> [Work task] Whenever "await" appears in a line, please copy that line from the data.

> [Collected data entries]
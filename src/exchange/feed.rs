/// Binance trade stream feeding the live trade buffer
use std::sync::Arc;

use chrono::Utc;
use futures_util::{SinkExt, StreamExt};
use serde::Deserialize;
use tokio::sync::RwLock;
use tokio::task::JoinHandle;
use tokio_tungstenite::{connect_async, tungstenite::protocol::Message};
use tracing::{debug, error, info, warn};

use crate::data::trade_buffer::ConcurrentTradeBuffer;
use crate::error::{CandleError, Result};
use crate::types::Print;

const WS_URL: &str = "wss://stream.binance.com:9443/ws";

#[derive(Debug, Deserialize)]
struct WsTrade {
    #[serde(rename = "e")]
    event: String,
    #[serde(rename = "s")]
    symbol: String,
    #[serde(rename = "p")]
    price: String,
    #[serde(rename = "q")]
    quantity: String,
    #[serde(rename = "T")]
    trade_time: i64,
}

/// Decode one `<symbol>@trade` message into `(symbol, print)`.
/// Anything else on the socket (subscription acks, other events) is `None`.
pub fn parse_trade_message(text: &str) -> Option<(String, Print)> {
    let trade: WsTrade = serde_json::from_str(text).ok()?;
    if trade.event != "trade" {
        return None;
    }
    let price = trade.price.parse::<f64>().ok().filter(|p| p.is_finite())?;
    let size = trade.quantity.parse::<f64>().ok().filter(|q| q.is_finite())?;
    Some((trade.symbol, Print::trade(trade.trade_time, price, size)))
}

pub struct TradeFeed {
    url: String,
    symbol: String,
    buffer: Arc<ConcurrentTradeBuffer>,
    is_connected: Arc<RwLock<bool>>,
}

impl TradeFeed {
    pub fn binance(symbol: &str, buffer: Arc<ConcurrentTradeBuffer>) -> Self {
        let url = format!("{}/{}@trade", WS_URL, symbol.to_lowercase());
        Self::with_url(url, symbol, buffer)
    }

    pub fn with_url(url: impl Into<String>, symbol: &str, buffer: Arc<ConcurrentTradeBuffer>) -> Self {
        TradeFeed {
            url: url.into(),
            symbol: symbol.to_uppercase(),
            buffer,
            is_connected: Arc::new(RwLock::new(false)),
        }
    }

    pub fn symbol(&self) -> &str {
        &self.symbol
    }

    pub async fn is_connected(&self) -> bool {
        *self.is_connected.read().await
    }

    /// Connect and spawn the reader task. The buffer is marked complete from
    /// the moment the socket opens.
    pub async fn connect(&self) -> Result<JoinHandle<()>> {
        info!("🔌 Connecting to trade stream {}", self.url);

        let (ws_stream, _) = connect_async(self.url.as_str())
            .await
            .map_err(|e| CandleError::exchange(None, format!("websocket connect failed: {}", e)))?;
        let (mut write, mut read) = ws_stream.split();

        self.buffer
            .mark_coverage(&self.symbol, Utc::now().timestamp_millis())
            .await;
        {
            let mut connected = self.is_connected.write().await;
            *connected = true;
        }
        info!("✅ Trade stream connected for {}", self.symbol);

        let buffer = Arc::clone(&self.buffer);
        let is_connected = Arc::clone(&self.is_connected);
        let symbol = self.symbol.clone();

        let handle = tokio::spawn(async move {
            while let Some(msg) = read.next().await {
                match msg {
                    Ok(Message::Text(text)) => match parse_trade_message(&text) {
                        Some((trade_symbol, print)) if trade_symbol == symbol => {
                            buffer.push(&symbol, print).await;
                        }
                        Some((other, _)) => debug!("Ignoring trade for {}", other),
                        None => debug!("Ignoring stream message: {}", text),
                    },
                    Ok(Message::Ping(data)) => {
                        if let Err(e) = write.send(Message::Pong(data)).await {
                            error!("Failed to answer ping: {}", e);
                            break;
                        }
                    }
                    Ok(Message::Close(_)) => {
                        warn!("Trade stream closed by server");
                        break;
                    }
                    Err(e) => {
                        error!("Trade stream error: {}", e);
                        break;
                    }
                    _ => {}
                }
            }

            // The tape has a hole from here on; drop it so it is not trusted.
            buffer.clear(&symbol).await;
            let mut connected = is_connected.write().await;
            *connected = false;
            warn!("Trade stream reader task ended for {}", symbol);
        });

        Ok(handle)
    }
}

---

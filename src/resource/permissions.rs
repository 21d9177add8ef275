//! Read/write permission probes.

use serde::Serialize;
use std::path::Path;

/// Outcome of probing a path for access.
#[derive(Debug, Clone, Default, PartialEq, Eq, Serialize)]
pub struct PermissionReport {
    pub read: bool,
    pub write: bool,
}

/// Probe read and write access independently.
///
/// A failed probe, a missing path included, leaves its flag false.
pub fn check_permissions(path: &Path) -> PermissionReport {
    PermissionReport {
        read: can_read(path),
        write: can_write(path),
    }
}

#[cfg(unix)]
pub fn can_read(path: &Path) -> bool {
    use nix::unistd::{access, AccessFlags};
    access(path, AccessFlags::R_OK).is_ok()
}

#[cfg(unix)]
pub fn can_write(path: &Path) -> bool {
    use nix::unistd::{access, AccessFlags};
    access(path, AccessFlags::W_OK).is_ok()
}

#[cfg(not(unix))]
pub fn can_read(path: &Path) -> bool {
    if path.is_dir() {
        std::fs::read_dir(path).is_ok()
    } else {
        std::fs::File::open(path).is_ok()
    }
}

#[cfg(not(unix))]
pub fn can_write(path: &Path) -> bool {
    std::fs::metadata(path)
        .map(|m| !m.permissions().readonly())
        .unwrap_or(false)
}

> [Written answer]
        *self.is_connected.read().await
            .await
            .await;
            let mut connected = self.is_connected.write().await;
            while let Some(msg) = read.next().await {
                            buffer.push(&symbol, print).await;
                        if let Err(e) = write.send(Message::Pong(data)).await {
            buffer.clear(&symbol).await;
            let mut connected = is_connected.write().await;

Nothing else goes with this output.